WORK ITEM: The lines below are to be quoted exactly, from the first through the one that contains "their carried text.".

_ _ _

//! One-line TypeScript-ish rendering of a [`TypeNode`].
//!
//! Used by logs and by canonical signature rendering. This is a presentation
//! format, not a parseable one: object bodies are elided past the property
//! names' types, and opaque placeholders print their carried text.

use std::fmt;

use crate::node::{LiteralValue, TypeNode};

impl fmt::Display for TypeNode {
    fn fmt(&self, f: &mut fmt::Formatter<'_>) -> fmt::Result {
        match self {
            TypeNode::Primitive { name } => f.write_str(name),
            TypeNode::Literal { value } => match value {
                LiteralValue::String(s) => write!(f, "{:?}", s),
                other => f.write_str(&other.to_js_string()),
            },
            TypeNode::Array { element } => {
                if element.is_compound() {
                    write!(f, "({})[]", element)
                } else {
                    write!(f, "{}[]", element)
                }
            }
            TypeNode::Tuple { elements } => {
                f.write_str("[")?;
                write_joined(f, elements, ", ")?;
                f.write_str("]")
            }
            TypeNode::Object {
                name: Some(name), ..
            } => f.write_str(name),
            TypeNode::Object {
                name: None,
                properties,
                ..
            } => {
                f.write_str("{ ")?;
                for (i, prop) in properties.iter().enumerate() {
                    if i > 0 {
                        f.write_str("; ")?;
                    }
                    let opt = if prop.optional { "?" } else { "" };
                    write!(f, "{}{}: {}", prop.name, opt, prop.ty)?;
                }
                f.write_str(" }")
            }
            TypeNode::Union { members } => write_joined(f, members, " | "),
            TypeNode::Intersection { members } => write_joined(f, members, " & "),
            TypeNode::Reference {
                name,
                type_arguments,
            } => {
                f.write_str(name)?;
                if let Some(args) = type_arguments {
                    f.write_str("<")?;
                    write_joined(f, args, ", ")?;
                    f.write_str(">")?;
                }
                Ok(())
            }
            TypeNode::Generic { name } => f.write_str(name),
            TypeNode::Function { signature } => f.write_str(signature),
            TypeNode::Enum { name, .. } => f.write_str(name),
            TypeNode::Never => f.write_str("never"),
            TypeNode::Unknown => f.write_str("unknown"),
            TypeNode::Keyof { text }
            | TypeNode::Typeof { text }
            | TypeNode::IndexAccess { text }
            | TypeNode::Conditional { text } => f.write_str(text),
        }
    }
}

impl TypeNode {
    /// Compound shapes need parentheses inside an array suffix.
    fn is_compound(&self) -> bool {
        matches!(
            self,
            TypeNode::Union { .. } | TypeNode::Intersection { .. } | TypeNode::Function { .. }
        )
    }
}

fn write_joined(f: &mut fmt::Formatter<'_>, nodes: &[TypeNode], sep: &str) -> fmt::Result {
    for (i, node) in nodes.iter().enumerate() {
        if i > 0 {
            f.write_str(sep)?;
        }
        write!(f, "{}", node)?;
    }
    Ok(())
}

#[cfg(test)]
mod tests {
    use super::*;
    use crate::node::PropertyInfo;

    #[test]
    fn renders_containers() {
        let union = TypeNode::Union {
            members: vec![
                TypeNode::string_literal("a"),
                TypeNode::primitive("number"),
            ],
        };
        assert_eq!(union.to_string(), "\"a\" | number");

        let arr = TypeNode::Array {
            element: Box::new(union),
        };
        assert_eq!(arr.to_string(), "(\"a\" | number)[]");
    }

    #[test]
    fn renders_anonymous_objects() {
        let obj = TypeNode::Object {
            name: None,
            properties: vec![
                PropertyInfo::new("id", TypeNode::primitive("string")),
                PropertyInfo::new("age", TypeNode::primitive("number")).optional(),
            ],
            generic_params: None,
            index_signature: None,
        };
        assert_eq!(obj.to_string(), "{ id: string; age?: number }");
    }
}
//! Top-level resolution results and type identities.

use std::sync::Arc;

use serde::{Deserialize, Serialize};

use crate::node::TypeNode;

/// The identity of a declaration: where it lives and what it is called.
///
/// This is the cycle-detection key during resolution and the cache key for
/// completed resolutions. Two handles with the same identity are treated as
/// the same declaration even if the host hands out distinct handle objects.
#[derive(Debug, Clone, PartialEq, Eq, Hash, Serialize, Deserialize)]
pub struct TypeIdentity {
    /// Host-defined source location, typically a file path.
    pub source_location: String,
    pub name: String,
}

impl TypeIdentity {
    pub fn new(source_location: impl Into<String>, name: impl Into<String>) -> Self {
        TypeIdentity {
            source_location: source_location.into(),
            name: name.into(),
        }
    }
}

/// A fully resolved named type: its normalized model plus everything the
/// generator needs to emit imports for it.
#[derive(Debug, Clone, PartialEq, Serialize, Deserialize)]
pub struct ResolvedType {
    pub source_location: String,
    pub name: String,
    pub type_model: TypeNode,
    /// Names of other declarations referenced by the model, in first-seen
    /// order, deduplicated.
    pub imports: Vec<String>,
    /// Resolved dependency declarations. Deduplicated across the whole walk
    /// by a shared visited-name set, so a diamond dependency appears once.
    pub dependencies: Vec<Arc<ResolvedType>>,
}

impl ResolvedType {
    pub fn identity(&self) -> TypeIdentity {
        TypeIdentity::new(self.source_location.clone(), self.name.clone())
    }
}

_ _ _

WORKED SOLUTION:
//! One-line TypeScript-ish rendering of a [`TypeNode`].
//!
//! Used by logs and by canonical signature rendering. This is a presentation
//! format, not a parseable one: object bodies are elided past the property
//! names' types, and opaque placeholders print their carried text.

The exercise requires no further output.